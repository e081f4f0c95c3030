use anyhow::{bail, Context, Result};
use chrono::Utc;
use clap::{ArgAction, Args, Parser, Subcommand, ValueEnum};
use image_stitch::naming::{DEFAULT_PREFIX, DEFAULT_SUFFIX, DEFAULT_SUFFIX_EXTENSION};
use image_stitch::{
    build_archive, combine_folder, group_sources, sources_from_folder, sources_from_paths,
    ExtractedArchive, ImageSource, NamingPolicy, Settings, StitchOptions, ARCHIVE_MIME,
    DEFAULT_ARCHIVE_NAME,
};
use serde_json::{json, Value};
use std::env;
use std::fs;
use std::path::{Path, PathBuf};
use tracing::{info, warn};
use tracing_subscriber::EnvFilter;

#[derive(Parser, Debug)]
#[command(
    name = "image-stitch",
    version,
    about = "Stitch similarly named images side by side and package them as a zip"
)]
struct Cli {
    /// Log every group, not just the summary
    #[arg(long, short, global = true, action = ArgAction::SetTrue)]
    verbose: bool,
    /// Settings file (default: $IMAGE_STITCH_SETTINGS or the user config dir)
    #[arg(long = "settings-file", global = true)]
    settings_file: Option<PathBuf>,
    #[command(subcommand)]
    command: Commands,
}

#[derive(Subcommand, Debug)]
enum Commands {
    /// Print supported commands in JSON
    Commands,
    /// Build a zip with one stitched (or passed-through) image per group
    Zip(ZipArgs),
    /// Stitch groups inside a folder and delete the originals
    Folder(FolderArgs),
    /// Print the grouping as JSON without stitching anything
    Groups(GroupsArgs),
    /// Show or change persisted settings
    Settings(SettingsArgs),
}

#[derive(Args, Debug)]
struct InputArgs {
    /// Image files, grouped in the order given
    #[arg(conflicts_with_all = ["folder", "archive"])]
    files: Vec<PathBuf>,
    /// Use every image directly inside this folder (sorted by name)
    #[arg(long, conflicts_with = "archive")]
    folder: Option<PathBuf>,
    /// Extract this zip and use the images at its top level
    #[arg(long)]
    archive: Option<PathBuf>,
}

#[derive(Clone, Copy, Debug, PartialEq, Eq, ValueEnum)]
enum NamingKind {
    /// combined_<name>
    Prefix,
    /// <stem>_combined.png
    Suffix,
    /// first member's name unchanged
    Keep,
}

#[derive(Args, Debug)]
struct StitchArgs {
    /// Minimum filename similarity to join a group (0..=1)
    #[arg(long, default_value_t = image_stitch::config::DEFAULT_THRESHOLD)]
    threshold: f64,
    /// Largest number of images stitched together
    #[arg(long, default_value_t = image_stitch::config::DEFAULT_MAX_GROUP_SIZE)]
    max_group_size: usize,
    /// Output naming policy
    #[arg(long, value_enum, default_value_t = NamingKind::Prefix)]
    naming: NamingKind,
    /// Prefix for --naming prefix
    #[arg(long, default_value = DEFAULT_PREFIX)]
    prefix: String,
    /// Suffix for --naming suffix
    #[arg(long, default_value = DEFAULT_SUFFIX)]
    suffix: String,
    /// Extension for --naming suffix
    #[arg(long, default_value = DEFAULT_SUFFIX_EXTENSION)]
    extension: String,
}

#[derive(Args, Debug)]
struct ZipArgs {
    #[command(flatten)]
    input: InputArgs,
    #[command(flatten)]
    stitch: StitchArgs,
    /// Output zip path
    #[arg(long, default_value = DEFAULT_ARCHIVE_NAME)]
    out: PathBuf,
    /// Print the run report JSON to stdout
    #[arg(long, action = ArgAction::SetTrue)]
    json: bool,
    /// Fail with non-zero status when any group was skipped
    #[arg(long, action = ArgAction::SetTrue)]
    strict: bool,
}

#[derive(Args, Debug)]
struct FolderArgs {
    /// Folder to combine in place (default: last used folder)
    dir: Option<PathBuf>,
    #[command(flatten)]
    stitch: StitchArgs,
    /// Save the folder as the last used folder
    #[arg(long, action = ArgAction::SetTrue)]
    remember: bool,
    /// Report what would be combined without writing or deleting
    #[arg(long, action = ArgAction::SetTrue)]
    dry_run: bool,
    /// Print the run report JSON to stdout
    #[arg(long, action = ArgAction::SetTrue)]
    json: bool,
    /// Fail with non-zero status when any group was skipped
    #[arg(long, action = ArgAction::SetTrue)]
    strict: bool,
}

#[derive(Args, Debug)]
struct GroupsArgs {
    #[command(flatten)]
    input: InputArgs,
    #[command(flatten)]
    stitch: StitchArgs,
}

#[derive(Args, Debug)]
struct SettingsArgs {
    #[command(subcommand)]
    action: SettingsAction,
}

#[derive(Subcommand, Debug)]
enum SettingsAction {
    /// Print the settings JSON and where it lives
    Show,
    /// Remember a folder for later `zip`/`folder` runs
    SetFolder { dir: PathBuf },
    /// Forget the last used folder
    Clear,
}

/// Sources for one run, plus the temp dir they may live in.
struct Inputs {
    sources: Vec<ImageSource>,
    _extracted: Option<ExtractedArchive>,
    origin: String,
}

fn main() {
    if let Err(err) = run() {
        eprintln!("error: {err:#}");
        std::process::exit(1);
    }
}

fn run() -> Result<()> {
    let cli = Cli::parse();
    init_logging(cli.verbose);
    let settings_path = cli.settings_file.clone().unwrap_or_else(Settings::default_path);

    match cli.command {
        Commands::Commands => print_commands(),
        Commands::Zip(args) => command_zip(args, &settings_path),
        Commands::Folder(args) => command_folder(args, &settings_path),
        Commands::Groups(args) => command_groups(args, &settings_path),
        Commands::Settings(args) => command_settings(args, &settings_path),
    }
}

fn init_logging(verbose: bool) {
    let default_level = if verbose { "debug" } else { "info" };
    let filter = EnvFilter::try_from_default_env().unwrap_or_else(|_| EnvFilter::new(default_level));
    tracing_subscriber::fmt()
        .with_env_filter(filter)
        .with_target(false)
        .with_writer(std::io::stderr)
        .compact()
        .init();
}

fn print_commands() -> Result<()> {
    let rows = vec![
        json!({
            "name": "zip",
            "description": "Group images by filename, stitch each group, and write a zip archive."
        }),
        json!({
            "name": "folder",
            "description": "Stitch groups inside a folder and remove the originals."
        }),
        json!({
            "name": "groups",
            "description": "Print the filename grouping without stitching."
        }),
        json!({
            "name": "settings",
            "description": "Show or change the remembered folder."
        }),
    ];

    println!(
        "{}",
        serde_json::to_string_pretty(&json!({ "commands": rows }))?
    );
    Ok(())
}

# Task prompt:
Please copy out every line of the preceding listing that carries "verbose".

# Written solution:
    verbose: bool,
    init_logging(cli.verbose);
fn init_logging(verbose: bool) {
    let default_level = if verbose { "debug" } else { "info" };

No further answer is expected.